EXERCISE DESCRIPTION
Which lines below include "load"? Copy them all.

[[ DATA SECTION, beginning ]]

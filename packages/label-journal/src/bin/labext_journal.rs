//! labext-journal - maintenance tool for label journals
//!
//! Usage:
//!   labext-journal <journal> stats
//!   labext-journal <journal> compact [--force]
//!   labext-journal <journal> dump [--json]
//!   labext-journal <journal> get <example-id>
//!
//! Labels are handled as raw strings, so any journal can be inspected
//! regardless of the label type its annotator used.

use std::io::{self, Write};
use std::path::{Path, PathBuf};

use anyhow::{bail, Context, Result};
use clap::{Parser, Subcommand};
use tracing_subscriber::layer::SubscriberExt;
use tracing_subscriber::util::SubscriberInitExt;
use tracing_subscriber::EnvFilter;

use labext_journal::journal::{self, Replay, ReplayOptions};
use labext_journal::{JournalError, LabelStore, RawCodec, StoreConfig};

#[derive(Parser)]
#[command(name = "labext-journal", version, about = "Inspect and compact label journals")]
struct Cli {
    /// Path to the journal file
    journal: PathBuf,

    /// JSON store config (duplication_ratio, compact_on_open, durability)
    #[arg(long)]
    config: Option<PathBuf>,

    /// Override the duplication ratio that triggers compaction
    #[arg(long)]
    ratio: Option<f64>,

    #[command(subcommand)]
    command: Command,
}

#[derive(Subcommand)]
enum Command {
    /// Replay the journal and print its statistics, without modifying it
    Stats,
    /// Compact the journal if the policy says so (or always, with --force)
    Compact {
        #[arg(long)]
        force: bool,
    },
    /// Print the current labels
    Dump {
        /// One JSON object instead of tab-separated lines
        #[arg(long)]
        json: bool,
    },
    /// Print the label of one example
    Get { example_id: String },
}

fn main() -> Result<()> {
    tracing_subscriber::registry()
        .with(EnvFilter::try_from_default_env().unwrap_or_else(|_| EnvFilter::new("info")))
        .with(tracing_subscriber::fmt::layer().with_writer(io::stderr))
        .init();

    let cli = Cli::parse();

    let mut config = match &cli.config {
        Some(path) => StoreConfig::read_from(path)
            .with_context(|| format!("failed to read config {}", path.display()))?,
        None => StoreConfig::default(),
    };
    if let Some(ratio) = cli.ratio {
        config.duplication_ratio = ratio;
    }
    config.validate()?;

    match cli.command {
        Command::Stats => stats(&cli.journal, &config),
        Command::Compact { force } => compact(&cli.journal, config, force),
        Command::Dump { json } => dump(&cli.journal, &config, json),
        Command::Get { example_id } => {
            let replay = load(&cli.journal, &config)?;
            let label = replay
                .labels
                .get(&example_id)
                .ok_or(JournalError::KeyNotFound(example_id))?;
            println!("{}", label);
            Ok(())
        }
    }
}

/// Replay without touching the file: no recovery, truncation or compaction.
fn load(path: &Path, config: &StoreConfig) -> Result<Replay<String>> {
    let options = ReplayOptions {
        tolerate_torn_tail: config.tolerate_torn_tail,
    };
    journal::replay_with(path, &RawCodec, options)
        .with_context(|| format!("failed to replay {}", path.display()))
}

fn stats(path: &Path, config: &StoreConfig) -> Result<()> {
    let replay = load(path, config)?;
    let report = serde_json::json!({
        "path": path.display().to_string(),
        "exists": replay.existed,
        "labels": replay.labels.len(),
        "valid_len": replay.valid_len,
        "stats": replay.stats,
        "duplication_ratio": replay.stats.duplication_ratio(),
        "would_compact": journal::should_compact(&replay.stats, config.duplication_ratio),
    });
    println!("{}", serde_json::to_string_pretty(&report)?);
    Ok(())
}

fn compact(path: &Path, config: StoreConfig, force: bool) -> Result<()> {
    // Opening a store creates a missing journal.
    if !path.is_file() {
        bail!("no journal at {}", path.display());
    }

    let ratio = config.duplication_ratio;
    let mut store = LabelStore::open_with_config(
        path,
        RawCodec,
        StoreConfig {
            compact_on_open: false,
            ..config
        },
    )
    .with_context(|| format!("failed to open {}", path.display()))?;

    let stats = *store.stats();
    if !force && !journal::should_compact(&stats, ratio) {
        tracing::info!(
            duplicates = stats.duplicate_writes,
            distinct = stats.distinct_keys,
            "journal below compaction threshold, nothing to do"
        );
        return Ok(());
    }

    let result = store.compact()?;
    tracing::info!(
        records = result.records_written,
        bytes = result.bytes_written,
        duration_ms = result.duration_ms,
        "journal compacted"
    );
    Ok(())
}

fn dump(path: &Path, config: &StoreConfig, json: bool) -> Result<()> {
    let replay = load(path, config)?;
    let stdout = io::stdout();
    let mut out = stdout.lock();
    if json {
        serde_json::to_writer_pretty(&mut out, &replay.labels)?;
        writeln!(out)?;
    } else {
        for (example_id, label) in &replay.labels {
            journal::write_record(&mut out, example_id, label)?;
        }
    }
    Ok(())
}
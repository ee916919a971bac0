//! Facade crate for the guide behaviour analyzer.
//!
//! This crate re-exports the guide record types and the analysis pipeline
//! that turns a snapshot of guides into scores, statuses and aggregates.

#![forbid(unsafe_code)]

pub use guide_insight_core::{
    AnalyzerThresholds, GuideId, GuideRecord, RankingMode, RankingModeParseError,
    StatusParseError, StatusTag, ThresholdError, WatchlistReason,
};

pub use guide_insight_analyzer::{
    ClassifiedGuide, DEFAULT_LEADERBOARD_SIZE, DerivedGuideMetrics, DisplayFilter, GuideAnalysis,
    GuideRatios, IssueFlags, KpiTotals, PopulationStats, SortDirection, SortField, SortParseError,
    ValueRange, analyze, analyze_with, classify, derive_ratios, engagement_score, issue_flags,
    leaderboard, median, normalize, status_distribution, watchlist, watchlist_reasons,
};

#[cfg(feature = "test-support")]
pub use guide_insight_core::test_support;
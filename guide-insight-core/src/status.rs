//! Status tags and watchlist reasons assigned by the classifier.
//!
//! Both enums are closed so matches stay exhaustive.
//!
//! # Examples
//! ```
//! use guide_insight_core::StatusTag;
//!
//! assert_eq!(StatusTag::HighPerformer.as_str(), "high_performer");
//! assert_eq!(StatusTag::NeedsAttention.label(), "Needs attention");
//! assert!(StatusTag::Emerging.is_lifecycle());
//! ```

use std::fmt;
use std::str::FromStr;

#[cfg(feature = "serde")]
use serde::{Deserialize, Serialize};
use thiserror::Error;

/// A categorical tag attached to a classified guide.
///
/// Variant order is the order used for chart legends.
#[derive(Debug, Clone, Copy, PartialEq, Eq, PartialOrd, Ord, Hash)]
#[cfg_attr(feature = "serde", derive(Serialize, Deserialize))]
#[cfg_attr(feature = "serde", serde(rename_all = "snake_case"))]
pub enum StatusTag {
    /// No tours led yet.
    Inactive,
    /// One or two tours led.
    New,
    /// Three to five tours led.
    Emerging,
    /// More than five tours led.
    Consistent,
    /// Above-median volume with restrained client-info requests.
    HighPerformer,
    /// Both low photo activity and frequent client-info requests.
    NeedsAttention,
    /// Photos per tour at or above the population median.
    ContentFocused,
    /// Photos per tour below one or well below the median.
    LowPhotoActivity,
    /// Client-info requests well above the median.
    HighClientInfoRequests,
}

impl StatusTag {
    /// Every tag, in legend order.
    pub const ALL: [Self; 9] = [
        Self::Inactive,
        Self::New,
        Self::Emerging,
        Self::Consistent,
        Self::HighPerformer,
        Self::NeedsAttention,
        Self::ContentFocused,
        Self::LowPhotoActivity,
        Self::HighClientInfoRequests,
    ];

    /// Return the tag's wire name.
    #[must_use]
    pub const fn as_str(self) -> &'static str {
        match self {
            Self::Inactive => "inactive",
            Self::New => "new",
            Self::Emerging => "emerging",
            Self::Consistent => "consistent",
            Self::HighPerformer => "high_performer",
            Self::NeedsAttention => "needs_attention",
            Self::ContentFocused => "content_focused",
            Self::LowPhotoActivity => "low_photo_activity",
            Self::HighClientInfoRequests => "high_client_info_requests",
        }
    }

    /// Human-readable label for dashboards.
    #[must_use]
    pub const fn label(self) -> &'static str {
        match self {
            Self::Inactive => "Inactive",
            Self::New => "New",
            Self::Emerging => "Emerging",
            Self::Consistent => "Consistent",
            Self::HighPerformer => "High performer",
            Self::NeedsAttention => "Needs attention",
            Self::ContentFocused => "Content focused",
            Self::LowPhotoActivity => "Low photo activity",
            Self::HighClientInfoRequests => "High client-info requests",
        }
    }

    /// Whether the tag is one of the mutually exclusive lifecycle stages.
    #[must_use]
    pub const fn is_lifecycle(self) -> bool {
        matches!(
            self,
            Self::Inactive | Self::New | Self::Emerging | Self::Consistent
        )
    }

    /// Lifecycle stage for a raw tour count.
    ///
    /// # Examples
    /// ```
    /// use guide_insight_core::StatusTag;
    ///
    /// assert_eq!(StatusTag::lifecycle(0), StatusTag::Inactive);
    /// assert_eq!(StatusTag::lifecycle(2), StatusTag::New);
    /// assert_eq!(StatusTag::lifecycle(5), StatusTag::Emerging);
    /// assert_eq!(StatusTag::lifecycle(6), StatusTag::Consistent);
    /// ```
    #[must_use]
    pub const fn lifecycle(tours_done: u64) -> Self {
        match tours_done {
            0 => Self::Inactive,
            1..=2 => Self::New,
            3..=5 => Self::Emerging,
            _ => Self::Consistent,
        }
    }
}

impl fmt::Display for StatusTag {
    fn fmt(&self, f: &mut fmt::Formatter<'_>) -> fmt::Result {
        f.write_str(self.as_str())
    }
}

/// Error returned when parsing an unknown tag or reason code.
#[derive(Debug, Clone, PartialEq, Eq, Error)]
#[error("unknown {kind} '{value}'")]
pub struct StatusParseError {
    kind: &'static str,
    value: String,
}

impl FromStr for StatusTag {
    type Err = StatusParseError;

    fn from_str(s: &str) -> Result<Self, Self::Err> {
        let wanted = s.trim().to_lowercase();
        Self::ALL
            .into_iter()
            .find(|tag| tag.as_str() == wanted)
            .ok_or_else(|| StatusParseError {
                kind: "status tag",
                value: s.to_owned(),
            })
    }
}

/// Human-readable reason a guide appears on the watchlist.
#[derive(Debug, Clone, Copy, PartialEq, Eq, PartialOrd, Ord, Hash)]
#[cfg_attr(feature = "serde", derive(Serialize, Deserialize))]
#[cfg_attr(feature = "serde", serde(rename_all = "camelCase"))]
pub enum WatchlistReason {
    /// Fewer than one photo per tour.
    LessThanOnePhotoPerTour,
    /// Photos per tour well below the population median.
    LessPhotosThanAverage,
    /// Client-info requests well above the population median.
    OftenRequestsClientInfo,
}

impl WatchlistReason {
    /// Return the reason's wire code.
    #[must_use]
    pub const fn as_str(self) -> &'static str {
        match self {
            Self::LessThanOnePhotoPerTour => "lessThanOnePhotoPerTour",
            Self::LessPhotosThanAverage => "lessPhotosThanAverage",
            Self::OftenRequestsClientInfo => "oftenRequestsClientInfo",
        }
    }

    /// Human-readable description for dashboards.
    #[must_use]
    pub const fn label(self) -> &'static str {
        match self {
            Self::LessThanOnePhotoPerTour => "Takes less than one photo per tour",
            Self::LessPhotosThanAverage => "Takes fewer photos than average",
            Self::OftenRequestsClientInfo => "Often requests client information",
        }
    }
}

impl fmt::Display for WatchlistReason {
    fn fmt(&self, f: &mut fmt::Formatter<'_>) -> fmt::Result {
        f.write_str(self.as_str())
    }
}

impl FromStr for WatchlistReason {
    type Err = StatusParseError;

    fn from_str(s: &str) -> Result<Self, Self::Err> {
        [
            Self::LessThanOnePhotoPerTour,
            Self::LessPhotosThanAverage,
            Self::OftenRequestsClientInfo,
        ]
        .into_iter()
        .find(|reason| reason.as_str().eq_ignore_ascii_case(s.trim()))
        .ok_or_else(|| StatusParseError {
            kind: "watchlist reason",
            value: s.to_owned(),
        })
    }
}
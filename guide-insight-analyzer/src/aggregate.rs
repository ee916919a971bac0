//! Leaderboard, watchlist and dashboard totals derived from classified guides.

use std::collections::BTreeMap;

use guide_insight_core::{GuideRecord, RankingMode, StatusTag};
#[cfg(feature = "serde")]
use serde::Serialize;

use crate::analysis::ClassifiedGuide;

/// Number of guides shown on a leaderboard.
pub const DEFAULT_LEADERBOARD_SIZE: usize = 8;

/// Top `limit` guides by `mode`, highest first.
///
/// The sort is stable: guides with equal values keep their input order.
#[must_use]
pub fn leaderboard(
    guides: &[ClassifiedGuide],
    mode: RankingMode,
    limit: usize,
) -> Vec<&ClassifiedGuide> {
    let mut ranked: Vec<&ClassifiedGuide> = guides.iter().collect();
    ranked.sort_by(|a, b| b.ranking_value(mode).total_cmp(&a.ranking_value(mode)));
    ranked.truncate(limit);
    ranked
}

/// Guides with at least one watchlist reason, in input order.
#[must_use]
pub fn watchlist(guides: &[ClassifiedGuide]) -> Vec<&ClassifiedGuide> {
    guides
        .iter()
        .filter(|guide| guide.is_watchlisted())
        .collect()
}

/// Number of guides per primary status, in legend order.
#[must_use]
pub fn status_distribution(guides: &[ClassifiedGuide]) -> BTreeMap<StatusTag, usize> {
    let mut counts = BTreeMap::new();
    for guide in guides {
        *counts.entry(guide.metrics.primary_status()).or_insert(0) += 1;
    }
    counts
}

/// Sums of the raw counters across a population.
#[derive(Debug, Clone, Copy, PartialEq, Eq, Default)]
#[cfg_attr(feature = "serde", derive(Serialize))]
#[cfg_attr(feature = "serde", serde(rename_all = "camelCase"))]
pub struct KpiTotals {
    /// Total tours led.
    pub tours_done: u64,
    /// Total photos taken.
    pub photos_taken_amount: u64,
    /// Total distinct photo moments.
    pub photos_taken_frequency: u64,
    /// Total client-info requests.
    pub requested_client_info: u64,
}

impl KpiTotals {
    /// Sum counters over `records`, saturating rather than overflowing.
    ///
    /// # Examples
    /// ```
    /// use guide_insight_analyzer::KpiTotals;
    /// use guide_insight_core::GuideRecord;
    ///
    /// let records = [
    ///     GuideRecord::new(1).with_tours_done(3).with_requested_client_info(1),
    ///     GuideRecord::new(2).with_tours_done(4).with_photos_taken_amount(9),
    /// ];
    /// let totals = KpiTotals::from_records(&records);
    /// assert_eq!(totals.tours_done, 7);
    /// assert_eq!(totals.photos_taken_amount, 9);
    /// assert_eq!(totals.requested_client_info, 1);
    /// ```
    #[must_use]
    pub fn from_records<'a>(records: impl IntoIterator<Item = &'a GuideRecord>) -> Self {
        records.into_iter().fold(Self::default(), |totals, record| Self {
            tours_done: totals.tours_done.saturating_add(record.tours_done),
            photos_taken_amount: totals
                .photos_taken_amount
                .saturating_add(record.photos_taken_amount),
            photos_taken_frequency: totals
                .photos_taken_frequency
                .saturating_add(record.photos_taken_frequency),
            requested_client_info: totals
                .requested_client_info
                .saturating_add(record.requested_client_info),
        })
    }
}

[[ DATA SECTION, end ]]

ANSWER SPACE
            let replay = load(&cli.journal, &config)?;
fn load(path: &Path, config: &StoreConfig) -> Result<Replay<String>> {
    let replay = load(path, config)?;
    let replay = load(path, config)?;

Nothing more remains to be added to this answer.